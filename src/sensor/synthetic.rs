use std::f64::consts::TAU;
use std::time::{Duration, Instant};

use log::info;
use rand::rngs::StdRng;
use rand::{Rng, SeedableRng};
use serde::Serialize;

const EMPTY_VOLTS: f64 = 0.5;
const OCCUPIED_VOLTS: f64 = 2.0;
const RESTLESS_VOLTS: f64 = 1.8;
const MAX_VOLTS: f64 = 3.3;

const RAMP: Duration = Duration::from_secs(5);
const SETTLE_BEFORE_RESTLESS: Duration = Duration::from_secs(20);
const RESTLESS_CHANCE: f64 = 0.02;
const GET_UP_CHANCE: f64 = 0.05;

/// Where the simulated occupant currently is in its night.
#[derive(Debug, Clone, Copy, PartialEq, Eq, Serialize)]
#[serde(rename_all = "snake_case")]
pub enum Phase {
    Empty,
    GettingIn,
    Occupied,
    Restless,
    GettingUp,
}

/// Fabricates a plausible voltage stream for a bed with someone sleeping in it.
///
/// Cycles empty → getting in → occupied (with restless spells) → getting up.
/// Dwell times are drawn on entry to each phase; output stays within 0..3.3 V.
pub struct SyntheticOccupant {
    rng: StdRng,
    phase: Phase,
    started_at: Instant,
    phase_started_at: Instant,
    dwell: Duration,
    /// When the occupant last got into bed; restless spells do not reset it.
    settled_at: Instant,
    night: Duration,
}

impl SyntheticOccupant {
    pub fn new(now: Instant) -> Self {
        Self::with_rng(StdRng::from_entropy(), now)
    }

    pub fn seeded(seed: u64, now: Instant) -> Self {
        Self::with_rng(StdRng::seed_from_u64(seed), now)
    }

    fn with_rng(rng: StdRng, now: Instant) -> Self {
        let mut occupant = Self {
            rng,
            phase: Phase::Empty,
            started_at: now,
            phase_started_at: now,
            dwell: Duration::ZERO,
            settled_at: now,
            night: Duration::ZERO,
        };
        occupant.dwell = occupant.draw_dwell(Phase::Empty);
        occupant
    }

    pub fn phase(&self) -> Phase {
        self.phase
    }

    pub fn voltage_at(&mut self, now: Instant) -> f64 {
        let elapsed = now.saturating_duration_since(self.started_at).as_secs_f64();
        let in_phase = now.saturating_duration_since(self.phase_started_at);
        let ramp = (in_phase.as_secs_f64() / RAMP.as_secs_f64()).min(1.0);
        let span = OCCUPIED_VOLTS - EMPTY_VOLTS;

        let voltage = match self.phase {
            Phase::Empty => {
                let v = EMPTY_VOLTS + self.gaussian(0.02);
                if in_phase > self.dwell {
                    self.enter(Phase::GettingIn, now);
                }
                v
            }
            Phase::GettingIn => {
                let v = EMPTY_VOLTS + span * ramp + self.gaussian(0.1);
                if ramp >= 1.0 {
                    self.enter(Phase::Occupied, now);
                }
                v
            }
            Phase::Occupied => {
                let breathing = 0.05 * (elapsed * 0.3).sin();
                let v = OCCUPIED_VOLTS + breathing + self.gaussian(0.03);
                if in_phase > SETTLE_BEFORE_RESTLESS && self.rng.gen_bool(RESTLESS_CHANCE) {
                    self.enter(Phase::Restless, now);
                } else if now.saturating_duration_since(self.settled_at) > self.night
                    && self.rng.gen_bool(GET_UP_CHANCE)
                {
                    self.enter(Phase::GettingUp, now);
                }
                v
            }
            Phase::Restless => {
                let shift = 0.3 * (elapsed * 2.0).sin();
                let v = RESTLESS_VOLTS + shift + self.gaussian(0.15);
                if in_phase > self.dwell {
                    self.enter(Phase::Occupied, now);
                }
                v
            }
            Phase::GettingUp => {
                let v = OCCUPIED_VOLTS - span * ramp + self.gaussian(0.1);
                if ramp >= 1.0 {
                    self.enter(Phase::Empty, now);
                }
                v
            }
        };

        voltage.clamp(0.0, MAX_VOLTS)
    }

    fn enter(&mut self, phase: Phase, now: Instant) {
        info!("Synthetic occupant: {:?} -> {:?}", self.phase, phase);
        if self.phase == Phase::GettingIn {
            self.settled_at = now;
            self.night = Duration::from_secs_f64(self.rng.gen_range(30.0..90.0));
        }
        self.phase = phase;
        self.phase_started_at = now;
        self.dwell = self.draw_dwell(phase);
    }

    fn draw_dwell(&mut self, phase: Phase) -> Duration {
        let secs = match phase {
            Phase::Empty => self.rng.gen_range(10.0..60.0),
            Phase::Restless => self.rng.gen_range(5.0..10.0),
            Phase::GettingIn | Phase::GettingUp | Phase::Occupied => RAMP.as_secs_f64(),
        };
        Duration::from_secs_f64(secs)
    }

    // Box-Muller
    fn gaussian(&mut self, std_dev: f64) -> f64 {
        let u1: f64 = self.rng.gen_range(f64::EPSILON..1.0);
        let u2: f64 = self.rng.gen();
        (-2.0 * u1.ln()).sqrt() * (TAU * u2).cos() * std_dev
    }
}

#[cfg(test)]
mod tests {
    use super::*;

    #[test]
    fn walks_the_whole_cycle_within_range() {
        let start = Instant::now();
        let mut occupant = SyntheticOccupant::seeded(7, start);
        let mut seen = vec![occupant.phase()];

        // an hour at 10 Hz
        for tick in 0..36_000u64 {
            let now = start + Duration::from_millis(tick * 100);
            let v = occupant.voltage_at(now);
            assert!((0.0..=MAX_VOLTS).contains(&v));
            if seen.last() != Some(&occupant.phase()) {
                seen.push(occupant.phase());
            }
        }

        for phase in [Phase::GettingIn, Phase::Occupied, Phase::Restless, Phase::GettingUp] {
            assert!(seen.contains(&phase), "never entered {phase:?}");
        }
        assert_eq!(seen[0], Phase::Empty);
        assert_eq!(seen[1], Phase::GettingIn);
        assert_eq!(seen[2], Phase::Occupied);
    }

    #[test]
    fn empty_bed_hovers_near_baseline() {
        let start = Instant::now();
        let mut occupant = SyntheticOccupant::seeded(1, start);
        let samples: Vec<f64> = (0..50)
            .map(|i| occupant.voltage_at(start + Duration::from_millis(i * 100)))
            .collect();
        let mean = samples.iter().sum::<f64>() / samples.len() as f64;
        assert!((mean - EMPTY_VOLTS).abs() < 0.05, "mean {mean}");
    }
}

TASK REQUIREMENTS: Say how many lines in the data hold the string "seen", and say nothing else.

WRITTEN REPLY: 7